- ASSIGNMENT:
Would you set down the data below exactly as shown?

- MATERIAL PROVIDED:
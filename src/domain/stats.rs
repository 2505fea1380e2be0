//! Aggregate statistics for a single group.

use chrono::{DateTime, Duration, Utc};
use serde::{Deserialize, Serialize};

/// Last known aggregate for one group.
///
/// Replaced wholesale on every recomputation, never mutated in place.
#[derive(Debug, Clone, PartialEq, Serialize, Deserialize)]
pub struct GroupStats {
    /// Group name as defined by the directory (case-sensitive).
    pub group: String,
    /// Sum of member balances.
    pub total_balance: f64,
    /// Number of members.
    pub member_count: usize,
    /// When the computation that produced this value started.
    pub computed_at: DateTime<Utc>,
}

impl GroupStats {
    /// Create a stats snapshot.
    pub fn new(
        group: impl Into<String>,
        total_balance: f64,
        member_count: usize,
        computed_at: DateTime<Utc>,
    ) -> Self {
        Self {
            group: group.into(),
            total_balance,
            member_count,
            computed_at,
        }
    }

    /// Stats for a group with no members.
    pub fn empty(group: impl Into<String>, computed_at: DateTime<Utc>) -> Self {
        Self::new(group, 0.0, 0, computed_at)
    }

    /// Age of the snapshot relative to `now`.
    #[must_use]
    pub fn age(&self, now: DateTime<Utc>) -> Duration {
        now - self.computed_at
    }

    /// True while the snapshot is younger than `window`.
    #[must_use]
    pub fn is_fresh(&self, window: Duration, now: DateTime<Utc>) -> bool {
        self.age(now) < window
    }

    /// True if this snapshot may replace `other` (it is at least as new).
    #[must_use]
    pub fn supersedes(&self, other: &GroupStats) -> bool {
        self.computed_at >= other.computed_at
    }
}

- RESULT BELOW:
filename src/domain/stats.rs
repository 2505fea1380e2be0
//! Aggregate statistics for a single group.

use chrono::{DateTime, Duration, Utc};
use serde::{Deserialize, Serialize};

/// Last known aggregate for one group.
///
/// Replaced wholesale on every recomputation, never mutated in place.
#[derive(Debug, Clone, PartialEq, Serialize, Deserialize)]
pub struct GroupStats {
    /// Group name as defined by the directory (case-sensitive).
    pub group: String,
    /// Sum of member balances.
    pub total_balance: f64,
    /// Number of members.
    pub member_count: usize,
    /// When the computation that produced this value started.
    pub computed_at: DateTime<Utc>,
}

impl GroupStats {
    /// Create a stats snapshot.
    pub fn new(
        group: impl Into<String>,
        total_balance: f64,
        member_count: usize,
        computed_at: DateTime<Utc>,
    ) -> Self {
        Self {
            group: group.into(),
            total_balance,
            member_count,
            computed_at,
        }
    }

    /// Stats for a group with no members.
    pub fn empty(group: impl Into<String>, computed_at: DateTime<Utc>) -> Self {
        Self::new(group, 0.0, 0, computed_at)
    }

    /// Age of the snapshot relative to `now`.
    #[must_use]
    pub fn age(&self, now: DateTime<Utc>) -> Duration {
        now - self.computed_at
    }

    /// True while the snapshot is younger than `window`.
    #[must_use]
    pub fn is_fresh(&self, window: Duration, now: DateTime<Utc>) -> bool {
        self.age(now) < window
    }

    /// True if this snapshot may replace `other` (it is at least as new).
    #[must_use]
    pub fn supersedes(&self, other: &GroupStats) -> bool {
        self.computed_at >= other.computed_at
    }
}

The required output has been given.